January is a good time to test seed germination. Place 25 or so seeds on a damp paper towel, roll it up and keep it moist but not soaking. In a week to 10 days, check to see how many seeds germinated. If the percentage is low, order new seeds of that particular variety.

Here’s a possible twist on the germination test for some seeds: Use the test to grow microgreens.

A new book by Fionna Hill, “ Microgreens—how to grow nature’s own superfood,” (Firefly Books, 2010) is inspirational for such a venture.

Microgreens, explains Hill, are larger than sprouts but smaller than baby greens. They’re germinated seeds with, usually, their first two to four true leaves, the leaves that appear after the cotyledons (seed leaves).

The “superfood” part of the title refers to the high nutrient content of the product, not just minerals but health promoting compounds  such as sulforaphane in broccoli.

“It doesn’t take much space to grow microgreens,” says Hill. “They can be grown in the smallest of apartments, and in the densest of cities…. Most are ready in a week or so and you can grow them in winter.” She emphasizes the importance of buying seeds that have not been treated with a fungicide. She says to buy seed meant for sprouting, and to buy in bulk to save money. (So, your germination test will be just an introduction to growing microgreens.)

Hill grows her microgreens in a soil mix or soil substitute, her favorite for many seeds being pumice (ground-up volcanic rock). An inch and a half of substrate is enough for most seeds. She advises growing each variety in its own container, since different varieties germinate at different rates.

Generally, seeds are simply scattered on the surface of the substrate and gently pressed into it. Then, depending on the seed, they are covered with a fine layer of soil mix or a light, clean cotton or linen cloth (without looped pile) or paper towel. Hill keeps this setup moist by covering it with a shower cap or bowl cover.  Once seeds have sprouted, she removes the covering, keeps seedlings in bright light and keeps them moist.

All kinds of containers can be used to grow microgreens, as long as they have drainage holes in them. Hill has numerous beautiful photos of handsome, artistically arranged containers of microgreens, including bamboo steamer baskets.

Microgreens are cut with scissors at the base of the stem, leaving the roots behind, when they’re 3/4 to 2 inches tall, or seven to 21 days old, depending on the variety. They’re then rinsed, if necessary. Their flavors, generally stronger than those of sprouts, can enhance soups, salads, sandwiches and more; in fact, Hill ends her book with several recipes that use microgreens, including this tempting one: Strawberries with Basil Microgreens.

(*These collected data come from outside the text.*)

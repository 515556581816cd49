use std::cell::RefCell;
use std::rc::Rc;

use dioxus::prelude::*;

use crate::dashboard::Notify;

/// App-wide error toast state, provided at the root of the component tree.
#[derive(Clone)]
pub struct ToastContext {
    pub is_open: Signal<bool>,
    message: Rc<RefCell<String>>,
}

impl Default for ToastContext {
    fn default() -> Self {
        Self::new()
    }
}

impl ToastContext {
    pub fn new() -> Self {
        Self {
            is_open: Signal::new(false),
            message: Rc::new(RefCell::new(String::new())),
        }
    }

    pub fn message(&self) -> String {
        self.message.borrow().clone()
    }

    pub fn show_error(&self, message: String) {
        *self.message.borrow_mut() = message;
        let mut is_open = self.is_open;
        is_open.set(true);
    }

    pub fn dismiss(&self) {
        let mut is_open = self.is_open;
        is_open.set(false);
    }
}

impl Notify for ToastContext {
    fn error(&self, message: &str) {
        self.show_error(message.to_string());
    }
}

Hill lists crops that make good microgreens and talks about specific requirements for each. She also tells which plants not to grow for microgreens (tomatoes, for example). Among her suggestions to grow are amaranth, basil, beets, the cole crops — broccoli, cabbage, kale — cress, flax, mizuna and more.

Growing microgreens is a great winter, and year-round, project, and Hill’s book offers inspiration and enough detail to help you succeed.